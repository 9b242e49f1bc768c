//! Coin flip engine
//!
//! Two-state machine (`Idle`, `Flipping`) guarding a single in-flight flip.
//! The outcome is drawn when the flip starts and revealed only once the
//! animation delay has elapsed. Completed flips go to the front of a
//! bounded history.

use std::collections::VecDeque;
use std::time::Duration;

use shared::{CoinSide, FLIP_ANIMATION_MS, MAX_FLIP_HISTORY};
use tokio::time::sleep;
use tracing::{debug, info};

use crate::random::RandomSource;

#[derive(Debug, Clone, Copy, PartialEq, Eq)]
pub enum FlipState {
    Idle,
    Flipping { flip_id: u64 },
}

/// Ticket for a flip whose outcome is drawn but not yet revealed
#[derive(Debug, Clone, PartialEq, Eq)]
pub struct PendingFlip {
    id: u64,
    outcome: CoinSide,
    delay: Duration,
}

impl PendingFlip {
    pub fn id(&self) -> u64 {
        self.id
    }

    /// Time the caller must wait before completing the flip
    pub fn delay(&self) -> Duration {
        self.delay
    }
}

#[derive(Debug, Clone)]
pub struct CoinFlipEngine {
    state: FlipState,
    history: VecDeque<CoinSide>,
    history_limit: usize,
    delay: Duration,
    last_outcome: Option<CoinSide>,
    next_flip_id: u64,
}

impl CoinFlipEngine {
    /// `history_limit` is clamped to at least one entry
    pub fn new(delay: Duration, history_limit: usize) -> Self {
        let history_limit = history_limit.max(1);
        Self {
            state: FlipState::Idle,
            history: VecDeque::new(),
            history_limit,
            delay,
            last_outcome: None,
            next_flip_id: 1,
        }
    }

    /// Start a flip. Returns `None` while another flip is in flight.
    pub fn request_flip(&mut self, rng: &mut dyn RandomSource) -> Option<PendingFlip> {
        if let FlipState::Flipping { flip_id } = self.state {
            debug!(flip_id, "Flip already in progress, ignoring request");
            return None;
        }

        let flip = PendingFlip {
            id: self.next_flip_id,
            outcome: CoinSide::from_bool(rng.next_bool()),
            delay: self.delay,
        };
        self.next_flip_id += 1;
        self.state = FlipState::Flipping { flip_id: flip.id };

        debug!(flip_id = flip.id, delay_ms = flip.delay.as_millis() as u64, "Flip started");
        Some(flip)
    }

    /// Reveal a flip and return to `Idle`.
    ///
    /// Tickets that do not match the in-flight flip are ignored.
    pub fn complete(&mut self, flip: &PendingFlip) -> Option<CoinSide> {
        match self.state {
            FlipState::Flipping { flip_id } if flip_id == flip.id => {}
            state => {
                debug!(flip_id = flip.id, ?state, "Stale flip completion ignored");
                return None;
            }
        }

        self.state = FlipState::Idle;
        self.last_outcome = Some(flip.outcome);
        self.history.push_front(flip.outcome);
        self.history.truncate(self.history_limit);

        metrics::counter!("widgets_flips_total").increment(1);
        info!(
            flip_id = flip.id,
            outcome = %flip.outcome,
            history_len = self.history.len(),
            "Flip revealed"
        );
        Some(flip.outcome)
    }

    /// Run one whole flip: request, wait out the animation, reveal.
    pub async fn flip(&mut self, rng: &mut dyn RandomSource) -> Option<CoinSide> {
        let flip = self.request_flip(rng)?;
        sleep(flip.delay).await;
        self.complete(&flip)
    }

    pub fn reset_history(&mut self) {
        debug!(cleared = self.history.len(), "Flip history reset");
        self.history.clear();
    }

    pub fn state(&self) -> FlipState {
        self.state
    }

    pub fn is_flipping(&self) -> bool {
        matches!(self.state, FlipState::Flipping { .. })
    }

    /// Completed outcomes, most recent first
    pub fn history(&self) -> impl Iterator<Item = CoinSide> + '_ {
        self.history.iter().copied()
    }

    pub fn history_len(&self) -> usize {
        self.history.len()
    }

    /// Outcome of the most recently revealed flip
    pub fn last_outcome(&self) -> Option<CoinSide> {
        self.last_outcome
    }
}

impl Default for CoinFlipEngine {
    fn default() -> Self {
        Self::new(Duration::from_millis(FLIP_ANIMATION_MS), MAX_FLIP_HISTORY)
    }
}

- _Problem to solve_:
Return every line holding the word "CoinFlipEngine" from the records.

- _The completed task_:
pub struct CoinFlipEngine {
impl CoinFlipEngine {
impl Default for CoinFlipEngine {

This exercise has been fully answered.